== Segment start ==

//! Exception stubbers and runs of consecutive stubbing calls.
//!
//! A run is a maximal sequence of adjacent calls of one method inside a chain's
//! setter range. Every call after the first can be folded into the first one.

use serde::Serialize;

use super::{Setter, StubbingApproach};
use crate::java::{Arg, ArgKind, CallChain, CallNode, MockitoClass, MockitoType};

// ─── Exception stubber ───────────────────────────────────────────────

/// The throw method of a dialect and where it may be called.
#[derive(Debug, Clone, Copy, PartialEq, Eq, Serialize)]
pub struct ExceptionStubber {
    pub method: &'static str,
    /// Instance calls on this type (`OngoingStubbing.thenThrow`)
    pub instance_type: MockitoType,
    /// Static calls on this class (`Mockito.doThrow`), for dialects that start with one
    pub static_class: Option<MockitoClass>,
}

impl ExceptionStubber {
    pub const fn new(
        method: &'static str,
        instance_type: MockitoType,
        static_class: Option<MockitoClass>,
    ) -> Self {
        ExceptionStubber { method, instance_type, static_class }
    }

    pub fn is_applicable_to(&self, call: &CallNode) -> bool {
        call.name == self.method
            && !call.args.is_empty()
            && (call.receiver.is_instance(self.instance_type)
                || self.static_class.is_some_and(|class| call.receiver.is_static(class)))
    }

    /// `thenThrow(A.class, B.class)`: the `Class<? extends Throwable>` overload.
    pub fn is_call_to_classes(&self, call: &CallNode) -> bool {
        self.is_applicable_to(call) && call.args.iter().all(Arg::is_class_literal)
    }

    /// `thenThrow(new A(), ex)`: the `Throwable...` overload.
    pub fn is_call_to_throwables(&self, call: &CallNode) -> bool {
        self.is_applicable_to(call) && !call.args.iter().any(Arg::is_class_literal)
    }
}

// ─── Run analysis ────────────────────────────────────────────────────

/// How the arguments of a throw run are spelled.
#[derive(Debug, Clone, Copy, PartialEq, Eq, Serialize)]
#[serde(rename_all = "camelCase")]
pub enum ParamCombination {
    Classes,
    Throwables,
    Mixed,
    /// Mixed, and some throwable is built with constructor arguments
    MixedWithThrowablesPreferred,
}

impl ParamCombination {
    /// Merge options offered for a run with this combination.
    pub fn conversions(&self) -> &'static [TypeConversion] {
        match self {
            ParamCombination::Classes | ParamCombination::Throwables => &[TypeConversion::NoConversion],
            ParamCombination::MixedWithThrowablesPreferred => &[TypeConversion::ToThrowables],
            ParamCombination::Mixed => &[TypeConversion::ToClasses, TypeConversion::ToThrowables],
        }
    }
}

/// Argument rewrite applied while merging a throw run.
#[derive(Debug, Clone, Copy, PartialEq, Eq, Serialize)]
#[serde(rename_all = "camelCase")]
pub enum TypeConversion {
    NoConversion,
    /// `new X()` → `X.class`
    ToClasses,
    /// `X.class` → `new X()`
    ToThrowables,
}

impl TypeConversion {
    pub fn as_str(&self) -> &'static str {
        match self {
            TypeConversion::NoConversion => "none",
            TypeConversion::ToClasses => "classes",
            TypeConversion::ToThrowables => "throwables",
        }
    }

    /// Text of `arg` after conversion.
    pub fn convert(&self, arg: &Arg) -> String {
        match (self, &arg.kind) {
            (TypeConversion::ToClasses, ArgKind::NewInstance { type_name, .. }) => {
                format!("{type_name}.class")
            }
            (TypeConversion::ToThrowables, ArgKind::ClassLiteral { type_name }) => {
                format!("new {type_name}()")
            }
            _ => arg.text.clone(),
        }
    }
}

impl std::fmt::Display for TypeConversion {
    fn fmt(&self, f: &mut std::fmt::Formatter<'_>) -> std::fmt::Result {
        write!(f, "{}", self.as_str())
    }
}

impl std::str::FromStr for TypeConversion {
    type Err = String;

    fn from_str(s: &str) -> Result<Self, Self::Err> {
        match s.to_lowercase().as_str() {
            "none" => Ok(Self::NoConversion),
            "classes" => Ok(Self::ToClasses),
            "throwables" => Ok(Self::ToThrowables),
            other => Err(format!("Unknown type conversion '{other}'. Expected: none, classes, throwables")),
        }
    }
}

/// A run of consecutive calls to one method.
#[derive(Debug, Clone, PartialEq, Eq, Serialize)]
pub struct ConsecutiveRun {
    pub method: String,
    /// Chain indices, ascending and adjacent
    pub indices: Vec<usize>,
    /// Argument spelling, for throw runs only
    pub combination: Option<ParamCombination>,
}

impl ConsecutiveRun {
    /// Calls that can be folded into the first one of the run.
    pub fn mergeable(&self) -> &[usize] {
        &self.indices[1..]
    }

    pub fn conversions(&self) -> &'static [TypeConversion] {
        self.combination
            .map(|c| c.conversions())
            .unwrap_or(&[TypeConversion::NoConversion])
    }
}

/// Runs of `thenThrow`/`doThrow`/`willThrow` calls with at least one argument.
pub fn throw_runs(chain: &CallChain, approach: &dyn StubbingApproach) -> Vec<ConsecutiveRun> {
    let stubber = approach.exception_stubber();
    let mut runs = find_runs(chain, approach, |call| stubber.is_applicable_to(call));
    for run in &mut runs {
        let calls: Vec<&CallNode> = run.indices.iter().map(|&i| &chain[i]).collect();
        run.combination = Some(combination_of(stubber, &calls));
    }
    runs
}

/// Runs of `thenReturn`/`doReturn`/`willReturn` calls.
pub fn return_runs(chain: &CallChain, approach: &dyn StubbingApproach) -> Vec<ConsecutiveRun> {
    let Some(method) = approach.setter_name(Setter::Return) else {
        return Vec::new();
    };
    find_runs(chain, approach, |call| {
        call.name == method && !call.args.is_empty() && approach.is_any_of_stubs(call)
    })
}

/// Every chain index flagged as mergeable into its predecessor.
pub fn mergeable_calls(chain: &CallChain, approach: &dyn StubbingApproach) -> Vec<usize> {
    let mut indices: Vec<usize> = throw_runs(chain, approach)
        .iter()
        .chain(return_runs(chain, approach).iter())
        .flat_map(|run| run.mergeable().to_vec())
        .collect();
    indices.sort_unstable();
    indices
}

fn find_runs(
    chain: &CallChain,
    approach: &dyn StubbingApproach,
    is_member: impl Fn(&CallNode) -> bool,
) -> Vec<ConsecutiveRun> {
    let mut runs = Vec::new();
    let mut current: Vec<usize> = Vec::new();
    for index in approach.setter_range(chain) {
        if is_member(&chain[index]) {
            current.push(index);
            continue;
        }
        flush_run(chain, &mut current, &mut runs);
    }
    flush_run(chain, &mut current, &mut runs);
    runs
}

fn flush_run(chain: &CallChain, current: &mut Vec<usize>, runs: &mut Vec<ConsecutiveRun>) {
    if current.len() > 1 {
        runs.push(ConsecutiveRun {
            method: chain[current[0]].name.clone(),
            indices: std::mem::take(current),
            combination: None,
        });
    }
    current.clear();
}

fn combination_of(stubber: &ExceptionStubber, calls: &[&CallNode]) -> ParamCombination {
    let has_classes = calls.iter().any(|c| stubber.is_call_to_classes(c));
    let throwables: Vec<&&CallNode> = calls.iter().filter(|c| stubber.is_call_to_throwables(c)).collect();
    match (has_classes, throwables.is_empty()) {
        (true, true) => ParamCombination::Classes,
        (false, _) => ParamCombination::Throwables,
        (true, false) => {
            let non_default_ctor = throwables.iter().flat_map(|c| c.args.iter()).any(|arg| {
                matches!(arg.kind, ArgKind::NewInstance { has_args: true, .. })
            });
            if non_default_ctor {
                ParamCombination::MixedWithThrowablesPreferred
            } else {
                ParamCombination::Mixed
            }
        }
    }
}

/// Conversion the class/instance argument toggle would apply to one throw call.
///
/// All class literals become instances; all default-constructed instances become
/// class literals. Anything else is left alone.
pub fn throw_argument_conversion(call: &CallNode, approach: &dyn StubbingApproach) -> Option<TypeConversion> {
    if !approach.exception_stubber().is_applicable_to(call) {
        return None;
    }
    if call.args.iter().all(Arg::is_class_literal) {
        return Some(TypeConversion::ToThrowables);
    }
    let all_default_instances = call
        .args
        .iter()
        .all(|arg| matches!(arg.kind, ArgKind::NewInstance { has_args: false, .. }));
    all_default_instances.then_some(TypeConversion::ToClasses)
}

== Segment end ==

What to produce: All lines of the material that contain the word "false" should be listed.

Reply to the task:
        (false, _) => ParamCombination::Throwables,
        (true, false) => {
        .all(|arg| matches!(arg.kind, ArgKind::NewInstance { has_args: false, .. }));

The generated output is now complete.